Home values benchmark near the 95th percentile nationally, indicating a high-cost ownership market that tends to reinforce reliance on multifamily housing. Within a 3-mile radius, recent trends show modest population contraction alongside an increase in households and smaller average household sizes; this pattern often expands the renter pool and supports occupancy stability. Based on CRE market data from WDSuite, overall neighborhood livability benefits from abundant childcare and retail access, even as park access is more limited locally.
Asset vintage context: The property was built in 1972, older than the neighborhood’s average 1983 construction year. That age profile typically warrants capital planning for systems and common areas, while offering potential value-add and repositioning upside versus newer competitors.

Neighborhood safety indicators compare favorably at the national level, landing in the top quartile nationwide. According to CRE market data from WDSuite, both violent and property offense estimates have shown notable year-over-year improvement, which supports leasing confidence without overstating block-level conditions.
As always, investors should evaluate property-specific security measures and insurer requirements, but at the neighborhood scale the area trends safer than many U.S. neighborhoods and has been improving recently.
The employment base nearby spans healthcare/life sciences and major corporate headquarters, supporting a wide range of renter household types and commute-friendly demand. The list below highlights proximate employers most relevant to tenant retention and leasing stability.
- Thermo Fisher Scientific — life sciences (3.3 miles)
- Farmers Insurance Exchange — insurance (3.8 miles) — HQ
- Occidental Petroleum — energy (10.0 miles) — HQ
- Live Nation Entertainment — entertainment (10.9 miles) — HQ
- AECOM — engineering & design (11.0 miles) — HQ
6209 Reseda Blvd is a 52-unit asset in a renter-heavy Tarzana neighborhood where occupancy at the neighborhood level trends above national norms and homeownership costs rank high relative to the U.S., sustaining multifamily demand. The 1972 vintage suggests room for targeted value-add—modernizing interiors and building systems—to sharpen competitive positioning against newer stock while leveraging a broad tenant base. According to CRE market data from WDSuite, neighborhood rents benchmark above many U.S. areas but rent-to-income levels sit below national averages, a mix that can aid retention and disciplined pricing.
Within a 3-mile radius, households have increased and average household size has declined, even as population edged lower—conditions that typically expand the renter pool and support occupancy stability over time. Amenity access is strong for food, childcare, and daily needs, though park and pharmacy access are more limited, which is a consideration for marketing and resident experience strategies.
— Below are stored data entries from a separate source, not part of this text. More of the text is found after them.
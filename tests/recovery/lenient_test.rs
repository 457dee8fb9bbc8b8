//! Tolerant parser for relaxed object syntax.

use serde_json::json;

use bondprompt::recovery::lenient::parse;

#[test]
fn mixed_quote_styles_and_bare_keys() {
    let value = parse(r#"{assetCode: '2407', "assetName": "24国债07", rate: 3.5}"#).expect("parse");
    assert_eq!(
        value,
        json!({"assetCode": "2407", "assetName": "24国债07", "rate": 3.5})
    );
}

#[test]
fn python_style_literals() {
    let value = parse("{amountReqFlag: True, rateReqFlag: False, fundName: None}").expect("parse");
    assert_eq!(
        value,
        json!({"amountReqFlag": true, "rateReqFlag": false, "fundName": null})
    );
}

#[test]
fn escapes_inside_single_quotes() {
    let value = parse(r"{name: 'it\'s 中'}").expect("parse");
    assert_eq!(value, json!({"name": "it's 中"}));
}

#[test]
fn empty_containers() {
    assert_eq!(parse("{}").expect("parse"), json!({}));
    assert_eq!(parse("[ ]").expect("parse"), json!([]));
}

#[test]
fn error_carries_offset() {
    let err = parse("{a: }").expect_err("missing value");
    assert!(err.offset >= 3, "offset {}", err.offset);
}
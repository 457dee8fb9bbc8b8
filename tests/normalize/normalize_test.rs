//! Total coercion of recovered fields into typed records.

use serde_json::{json, Value};

use bondprompt::normalize::{normalize, normalize_with_diagnostics, NormalizedRecord, TradeSide};
use bondprompt::recovery::{recover, RawFieldMap};

fn fields(value: Value) -> RawFieldMap {
    match value {
        Value::Object(map) => map,
        other => panic!("expected object, got {other}"),
    }
}

#[test]
fn empty_map_yields_defaults_without_diagnostics() {
    let (record, diagnostics) = normalize_with_diagnostics(&RawFieldMap::new());
    assert_eq!(record, NormalizedRecord::default());
    assert_eq!(record.trd_side, TradeSide::Unknown);
    assert!(diagnostics.is_empty());
}

#[test]
fn well_formed_record() {
    let record = normalize(&fields(json!({
        "assetCode": "240007",
        "assetName": "24国债07",
        "trdSide": "买入",
        "amount": 10000000,
        "rate": 3.5,
        "amountReqFlag": true,
        "rateReqFlag": false,
        "fundName": ["富国天惠", "华夏成长"]
    })));
    assert_eq!(record.asset_code, "240007");
    assert_eq!(record.asset_name, "24国债07");
    assert_eq!(record.trd_side, TradeSide::Buy);
    assert!((record.amount - 10_000_000.0).abs() < f64::EPSILON);
    assert!((record.rate - 3.5).abs() < f64::EPSILON);
    assert!(record.amount_req_flag);
    assert!(!record.rate_req_flag);
    assert_eq!(record.fund_name, vec!["富国天惠", "华夏成长"]);
}

#[test]
fn unit_suffixed_strings_expand() {
    let record = normalize(&fields(json!({"amount": "1000万", "rate": "3.5%"})));
    assert!((record.amount - 10_000_000.0).abs() < f64::EPSILON);
    assert!((record.rate - 3.5).abs() < f64::EPSILON);

    let record = normalize(&fields(json!({"amount": "2亿"})));
    assert!((record.amount - 200_000_000.0).abs() < f64::EPSILON);
}

#[test]
fn bad_numbers_default_with_diagnostics() {
    let (record, diagnostics) =
        normalize_with_diagnostics(&fields(json!({"amount": "很多", "rate": [1]})));
    assert!(record.amount.abs() < f64::EPSILON);
    assert!(record.rate.abs() < f64::EPSILON);
    let names: Vec<&str> = diagnostics.iter().map(|d| d.field).collect();
    assert_eq!(names, vec!["amount", "rate"]);
}

#[test]
fn boolean_trade_side_is_unknown_with_diagnostic() {
    let (record, diagnostics) = normalize_with_diagnostics(&fields(json!({"trdSide": true})));
    assert_eq!(record.trd_side, TradeSide::Unknown);
    assert_eq!(diagnostics.len(), 1);
    assert_eq!(diagnostics[0].field, "trdSide");
}

#[test]
fn trade_side_keywords() {
    assert_eq!(TradeSide::from_keyword("卖出"), TradeSide::Sell);
    assert_eq!(TradeSide::from_keyword(" BUY "), TradeSide::Buy);
    assert_eq!(TradeSide::from_keyword("S"), TradeSide::Sell);
    assert_eq!(TradeSide::from_keyword("持有"), TradeSide::Unknown);
    assert_eq!(TradeSide::Sell.to_string(), "Sell");
}

#[test]
fn unknown_side_placeholder_is_silent() {
    let (record, diagnostics) = normalize_with_diagnostics(&fields(json!({"trdSide": "未知"})));
    assert_eq!(record.trd_side, TradeSide::Unknown);
    assert!(diagnostics.is_empty());

    let (_, diagnostics) = normalize_with_diagnostics(&fields(json!({"trdSide": "持有"})));
    assert_eq!(diagnostics.len(), 1);
}

#[test]
fn flags_accept_loose_truthiness() {
    let record = normalize(&fields(json!({"amountReqFlag": "true", "rateReqFlag": "否"})));
    assert!(record.amount_req_flag);
    assert!(!record.rate_req_flag);

    let record = normalize(&fields(json!({"amountReqFlag": 1, "rateReqFlag": 0})));
    assert!(record.amount_req_flag);
    assert!(!record.rate_req_flag);
}

#[test]
fn spelled_out_false_flag_is_false() {
    let record = normalize(&fields(json!({"amountReqFlag": "false", "rateReqFlag": "False"})));
    assert!(!record.amount_req_flag);
    assert!(!record.rate_req_flag);
}

#[test]
fn boolean_amount_and_rate_are_not_numbers() {
    let (record, diagnostics) =
        normalize_with_diagnostics(&fields(json!({"amount": true, "rate": true})));
    assert_eq!(record.amount, 0.0);
    assert_eq!(record.rate, 0.0);
    let flagged: Vec<&str> = diagnostics.iter().map(|d| d.field).collect();
    assert_eq!(flagged, vec!["amount", "rate"]);
}

#[test]
fn scalar_codes_are_stringified() {
    let record = normalize(&fields(json!({"assetCode": 240007, "assetName": null})));
    assert_eq!(record.asset_code, "240007");
    assert_eq!(record.asset_name, "");
}

#[test]
fn fund_name_accepts_string_or_list() {
    let record = normalize(&fields(json!({"fundName": "富国天惠"})));
    assert_eq!(record.fund_name, vec!["富国天惠"]);

    let record = normalize(&fields(json!({"fundName": ["", "华夏成长", null]})));
    assert_eq!(record.fund_name, vec!["华夏成长"]);
}

#[test]
fn prose_recovery_normalizes_end_to_end() {
    let recovered = recover("买入24国债07，金额*1000万，利率3.5%").expect("recover");
    let (record, diagnostics) = normalize_with_diagnostics(&recovered.fields);
    assert!(diagnostics.is_empty(), "{diagnostics:?}");
    assert_eq!(record.asset_code, "24国债07");
    assert_eq!(record.trd_side, TradeSide::Buy);
    assert!((record.amount - 10_000_000.0).abs() < f64::EPSILON);
    assert!((record.rate - 3.5).abs() < f64::EPSILON);
    assert!(record.amount_req_flag);
    assert!(!record.rate_req_flag);
    assert!(record.fund_name.is_empty());
}

#[test]
fn record_serializes_with_camel_case_keys() {
    let value = serde_json::to_value(NormalizedRecord::default()).expect("serialize");
    assert_eq!(value["trdSide"], json!("Unknown"));
    assert!(value.get("amountReqFlag").is_some());
    assert!(value.get("fundName").is_some());
}
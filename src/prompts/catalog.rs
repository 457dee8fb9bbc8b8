//! The fixed category catalog and the built-in template bodies.

use std::fmt;
use std::str::FromStr;

use serde::{Deserialize, Serialize};

/// One of the four template categories. The identifiers are part of the
/// external contract.
#[derive(Debug, Clone, Copy, PartialEq, Eq, Hash, PartialOrd, Ord, Serialize, Deserialize)]
#[serde(rename_all = "kebab-case")]
pub enum Category {
    /// Plain single-instruction extraction.
    SingleBasic,
    /// Single instruction carrying review markers or negotiable terms.
    SingleWithReview,
    /// Free-form question for the trading assistant.
    Conversational,
    /// Several fund products in one instruction.
    MultiProduct,
}

impl Category {
    /// Every category, in catalog order.
    pub const ALL: [Category; 4] = [
        Category::SingleBasic,
        Category::SingleWithReview,
        Category::Conversational,
        Category::MultiProduct,
    ];

    /// Stable identifier, also used as the registry key.
    pub fn id(self) -> &'static str {
        match self {
            Self::SingleBasic => "single-basic",
            Self::SingleWithReview => "single-with-review",
            Self::Conversational => "conversational",
            Self::MultiProduct => "multi-product",
        }
    }

    /// Human-readable purpose of the category.
    pub fn description(self) -> &'static str {
        match self {
            Self::SingleBasic => "Extract a single bond-trade instruction",
            Self::SingleWithReview => {
                "Extract a single instruction whose amount or rate is marked for review (*) or negotiable"
            }
            Self::Conversational => "Answer a bond-trading question step by step",
            Self::MultiProduct => "Extract an instruction covering several fund products as a JSON array",
        }
    }

    /// Built-in template body.
    pub fn default_body(self) -> &'static str {
        match self {
            Self::SingleBasic => SINGLE_BASIC,
            Self::SingleWithReview => SINGLE_WITH_REVIEW,
            Self::Conversational => CONVERSATIONAL,
            Self::MultiProduct => MULTI_PRODUCT,
        }
    }
}

impl fmt::Display for Category {
    fn fmt(&self, f: &mut fmt::Formatter<'_>) -> fmt::Result {
        f.write_str(self.id())
    }
}

/// Returned when a string is not a catalog identifier.
#[derive(Debug, Clone, PartialEq, Eq, thiserror::Error)]
#[error("unknown category: {0}")]
pub struct UnknownCategory(pub String);

impl FromStr for Category {
    type Err = UnknownCategory;

    fn from_str(s: &str) -> Result<Self, Self::Err> {
        Self::ALL
            .into_iter()
            .find(|c| c.id() == s.trim())
            .ok_or_else(|| UnknownCategory(s.to_owned()))
    }
}

/// Prefix put before caller-supplied context in conversational prompts.
pub const CONTEXT_PREFIX: &str = "上下文信息：";

const SINGLE_BASIC: &str = concat!(
    "请将以下债券交易文本解析为JSON格式，只返回JSON对象，不要包含其他文字说明：\n",
    "{text}\n",
    "\n",
    "需要提取的字段：\n",
    "- assetCode: 债券代码为含有 4 位数字及以上纯数字不包括（小数点，加号等任意特殊字符）且不能被100整除或者含有任一关键字 (.IB,.SH,.SZ等，该关键字支持配置)；\n",
    "- assetName: 债券名称\n",
    "- trdSide: 交易方向（买入/卖出）\n",
    "- amount: 交易金额（数字）\n",
    "- rate: 利率（数字）\n",
    "- amountReqFlag: 金额是否需请示（布尔值，当金额前有*号时为true）\n",
    "- rateReqFlag: 利率是否需请示（布尔值，当利率前有*号时为true）\n",
    "\n",
);

const SINGLE_WITH_REVIEW: &str = concat!(
    "请将以下债券交易文本解析为JSON格式，特别注意标有*号的金额和利率需要请示，只返回JSON对象，不要包含其他文字说明：\n",
    "{text}\n",
    "\n",
    "需要提取的字段：\n",
    "- assetCode: 债券代码为含有 4 位数字及以上纯数字不包括（小数点，加号等任意特殊字符）且不能被100整除或者含有任一关键字 (.IB,.SH,.SZ等，该关键字支持配置)；\n",
    "- assetName: 债券名称\n",
    "- trdSide: 交易方向（买入/卖出）\n",
    "- amount: 交易金额（数字）\n",
    "- rate: 利率（数字）\n",
    "- amountReqFlag: 金额是否需请示（布尔值，当金额前有*号或包含\"可议价\"、\"价格可议\"等关键词时为true）\n",
    "- rateReqFlag: 利率是否需请示（布尔值，当利率前有*号或包含\"可议价\"、\"价格可议\"等关键词时为true）\n",
    "\n",
);

const CONVERSATIONAL: &str = concat!(
    "你是一个专业的债券交易助手。请基于以下信息回答问题：\n",
    "\n",
    "问题：{question}\n",
    "\n",
    "{context_info}\n",
    "\n",
    "请逐步思考并回答。每步思考都要清晰说明。",
);

const MULTI_PRODUCT: &str = concat!(
    "请将以下包含多个债券产品的交易文本解析为JSON数组格式，每个产品对应一个JSON对象，只返回JSON数组，不要包含其他文字说明：\n",
    "{text}\n",
    "\n",
    "每个产品需要提取的字段：\n",
    "- assetCode: 债券代码为含有 4 位数字及以上纯数字不包括（小数点，加号等任意特殊字符）且不能被100整除或者含有任一关键字 (.IB,.SH,.SZ等，该关键字支持配置)；\n",
    "- assetName: 债券名称\n",
    "- trdSide: 交易方向（买入/卖出）\n",
    "- amount: 交易金额（数字）\n",
    "- rate: 利率（数字）\n",
    "- amountReqFlag: 金额是否需请示（布尔值，当金额前有*号时为true）\n",
    "- rateReqFlag: 利率是否需请示（布尔值，当利率前有*号时为true）\n",
    "- fundName: 基金名称,这是个list,需要提取出基金名称,可能包含多个基金名称\n",
    "\n",
);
- Strong neighborhood occupancy and high renter-occupied share support stable leasing and depth of demand.
- High-cost ownership market reinforces reliance on rentals and can sustain pricing power.
- 1972 vintage provides value-add potential through unit and systems upgrades.
- Household growth with smaller sizes within 3 miles expands the renter pool and supports occupancy stability.
- Risk: limited nearby park/pharmacy access and older building systems require targeted capex and amenity strategy.